THE DATA:

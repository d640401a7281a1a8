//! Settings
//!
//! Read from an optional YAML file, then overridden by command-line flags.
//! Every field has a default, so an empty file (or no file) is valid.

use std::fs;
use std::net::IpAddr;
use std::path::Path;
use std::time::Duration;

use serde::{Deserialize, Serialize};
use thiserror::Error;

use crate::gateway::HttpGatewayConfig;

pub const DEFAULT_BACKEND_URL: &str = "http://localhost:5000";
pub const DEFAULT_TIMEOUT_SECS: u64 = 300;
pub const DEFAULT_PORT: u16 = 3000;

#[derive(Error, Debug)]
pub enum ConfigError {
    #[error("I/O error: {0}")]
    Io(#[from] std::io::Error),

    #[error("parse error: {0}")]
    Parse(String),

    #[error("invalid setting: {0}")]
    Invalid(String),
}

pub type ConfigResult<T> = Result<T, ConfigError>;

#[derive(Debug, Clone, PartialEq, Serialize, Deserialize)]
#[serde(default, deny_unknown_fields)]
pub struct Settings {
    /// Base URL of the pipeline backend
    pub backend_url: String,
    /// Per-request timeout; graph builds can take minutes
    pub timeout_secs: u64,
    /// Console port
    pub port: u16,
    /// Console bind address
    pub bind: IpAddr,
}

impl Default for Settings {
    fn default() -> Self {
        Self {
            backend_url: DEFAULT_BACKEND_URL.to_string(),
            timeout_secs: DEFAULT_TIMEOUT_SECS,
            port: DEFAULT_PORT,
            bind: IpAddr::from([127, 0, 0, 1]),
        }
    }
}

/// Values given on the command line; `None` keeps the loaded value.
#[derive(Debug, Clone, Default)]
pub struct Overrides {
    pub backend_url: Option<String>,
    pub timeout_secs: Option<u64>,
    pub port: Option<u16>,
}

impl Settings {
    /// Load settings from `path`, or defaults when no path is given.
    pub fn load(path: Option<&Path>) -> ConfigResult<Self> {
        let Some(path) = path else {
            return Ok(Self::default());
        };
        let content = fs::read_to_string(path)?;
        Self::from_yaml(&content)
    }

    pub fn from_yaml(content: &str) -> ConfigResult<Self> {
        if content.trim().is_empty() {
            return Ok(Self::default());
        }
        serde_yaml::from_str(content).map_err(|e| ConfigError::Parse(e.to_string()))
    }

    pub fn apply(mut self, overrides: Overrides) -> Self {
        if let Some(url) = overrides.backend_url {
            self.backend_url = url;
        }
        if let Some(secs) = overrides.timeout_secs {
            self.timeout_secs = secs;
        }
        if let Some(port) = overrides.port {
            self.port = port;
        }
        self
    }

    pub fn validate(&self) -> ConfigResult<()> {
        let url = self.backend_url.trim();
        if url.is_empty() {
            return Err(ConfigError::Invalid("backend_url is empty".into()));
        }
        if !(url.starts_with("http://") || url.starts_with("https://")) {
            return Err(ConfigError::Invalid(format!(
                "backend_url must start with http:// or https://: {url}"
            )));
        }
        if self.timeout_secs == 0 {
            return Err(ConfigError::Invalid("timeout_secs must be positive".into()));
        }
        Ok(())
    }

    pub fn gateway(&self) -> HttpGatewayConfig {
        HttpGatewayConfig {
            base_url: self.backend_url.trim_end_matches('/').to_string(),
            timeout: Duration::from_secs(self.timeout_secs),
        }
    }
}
---
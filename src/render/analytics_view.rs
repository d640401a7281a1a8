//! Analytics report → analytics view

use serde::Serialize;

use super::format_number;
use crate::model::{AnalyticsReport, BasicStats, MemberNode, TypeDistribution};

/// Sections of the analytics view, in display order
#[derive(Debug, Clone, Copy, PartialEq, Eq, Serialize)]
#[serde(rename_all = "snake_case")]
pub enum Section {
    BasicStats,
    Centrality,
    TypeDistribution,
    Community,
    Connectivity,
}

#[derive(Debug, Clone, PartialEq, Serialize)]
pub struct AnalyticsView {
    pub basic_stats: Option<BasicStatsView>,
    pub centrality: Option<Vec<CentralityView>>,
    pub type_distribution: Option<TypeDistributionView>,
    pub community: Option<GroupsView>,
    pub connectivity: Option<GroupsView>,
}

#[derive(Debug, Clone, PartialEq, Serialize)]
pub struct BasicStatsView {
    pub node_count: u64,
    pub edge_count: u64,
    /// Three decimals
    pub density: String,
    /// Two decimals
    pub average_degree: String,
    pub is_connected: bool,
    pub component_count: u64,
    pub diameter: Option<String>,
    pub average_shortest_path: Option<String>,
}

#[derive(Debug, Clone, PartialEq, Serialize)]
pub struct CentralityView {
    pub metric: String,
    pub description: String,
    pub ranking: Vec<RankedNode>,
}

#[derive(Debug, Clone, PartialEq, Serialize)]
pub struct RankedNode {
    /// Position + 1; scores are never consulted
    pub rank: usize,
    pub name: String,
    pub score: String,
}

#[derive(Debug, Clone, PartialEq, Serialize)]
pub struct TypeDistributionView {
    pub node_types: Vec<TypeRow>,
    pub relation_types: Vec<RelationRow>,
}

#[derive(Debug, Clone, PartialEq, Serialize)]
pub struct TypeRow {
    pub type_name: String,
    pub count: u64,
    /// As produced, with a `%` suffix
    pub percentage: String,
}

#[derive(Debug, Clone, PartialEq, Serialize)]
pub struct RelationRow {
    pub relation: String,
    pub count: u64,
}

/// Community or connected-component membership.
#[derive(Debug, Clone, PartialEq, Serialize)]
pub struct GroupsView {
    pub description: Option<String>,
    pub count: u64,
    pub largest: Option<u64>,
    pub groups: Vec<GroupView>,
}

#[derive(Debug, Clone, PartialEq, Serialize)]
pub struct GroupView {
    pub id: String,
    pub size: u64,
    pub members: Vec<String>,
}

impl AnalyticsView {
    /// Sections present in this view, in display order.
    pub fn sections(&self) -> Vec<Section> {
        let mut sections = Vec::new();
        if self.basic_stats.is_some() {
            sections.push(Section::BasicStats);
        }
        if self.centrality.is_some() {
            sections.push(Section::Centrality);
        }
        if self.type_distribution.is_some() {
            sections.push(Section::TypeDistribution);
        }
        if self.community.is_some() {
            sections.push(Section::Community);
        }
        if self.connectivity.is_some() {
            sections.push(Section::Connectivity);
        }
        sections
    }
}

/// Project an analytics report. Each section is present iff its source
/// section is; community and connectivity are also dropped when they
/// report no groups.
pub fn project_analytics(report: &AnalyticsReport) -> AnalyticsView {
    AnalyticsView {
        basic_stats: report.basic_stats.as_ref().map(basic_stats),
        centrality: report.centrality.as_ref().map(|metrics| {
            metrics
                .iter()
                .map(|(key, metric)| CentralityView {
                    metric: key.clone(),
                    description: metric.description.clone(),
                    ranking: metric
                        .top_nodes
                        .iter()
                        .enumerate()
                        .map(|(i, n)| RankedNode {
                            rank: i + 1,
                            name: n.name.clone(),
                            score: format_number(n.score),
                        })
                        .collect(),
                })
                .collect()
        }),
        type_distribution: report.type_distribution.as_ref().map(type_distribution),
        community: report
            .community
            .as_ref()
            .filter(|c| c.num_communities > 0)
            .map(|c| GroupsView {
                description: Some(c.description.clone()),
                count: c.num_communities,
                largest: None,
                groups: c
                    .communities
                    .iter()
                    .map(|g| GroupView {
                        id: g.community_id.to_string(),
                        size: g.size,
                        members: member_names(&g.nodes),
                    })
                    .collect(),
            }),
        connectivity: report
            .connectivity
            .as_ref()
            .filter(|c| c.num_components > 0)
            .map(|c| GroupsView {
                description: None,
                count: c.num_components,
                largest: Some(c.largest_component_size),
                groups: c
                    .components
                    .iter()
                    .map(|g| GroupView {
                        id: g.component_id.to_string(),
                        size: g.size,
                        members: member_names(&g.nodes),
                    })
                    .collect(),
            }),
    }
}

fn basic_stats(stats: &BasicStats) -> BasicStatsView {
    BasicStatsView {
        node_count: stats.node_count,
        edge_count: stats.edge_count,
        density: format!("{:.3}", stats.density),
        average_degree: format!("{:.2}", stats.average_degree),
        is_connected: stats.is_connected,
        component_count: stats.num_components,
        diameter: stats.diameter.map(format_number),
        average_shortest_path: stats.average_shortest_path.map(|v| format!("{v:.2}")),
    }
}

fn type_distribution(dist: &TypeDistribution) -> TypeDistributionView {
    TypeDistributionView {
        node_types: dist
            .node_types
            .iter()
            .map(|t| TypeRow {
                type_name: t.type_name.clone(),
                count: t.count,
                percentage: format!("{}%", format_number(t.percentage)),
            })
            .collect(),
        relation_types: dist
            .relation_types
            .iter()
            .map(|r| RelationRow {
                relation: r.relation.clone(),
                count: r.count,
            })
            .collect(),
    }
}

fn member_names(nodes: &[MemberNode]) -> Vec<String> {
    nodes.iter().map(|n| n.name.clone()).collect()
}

EXERCISE REQUIREMENTS:
Scan the lines above for the word "must" and copy every one where it occurs.

TASK OUTPUT:
                "backend_url must start with http:// or https://: {url}"
            return Err(ConfigError::Invalid("timeout_secs must be positive".into()));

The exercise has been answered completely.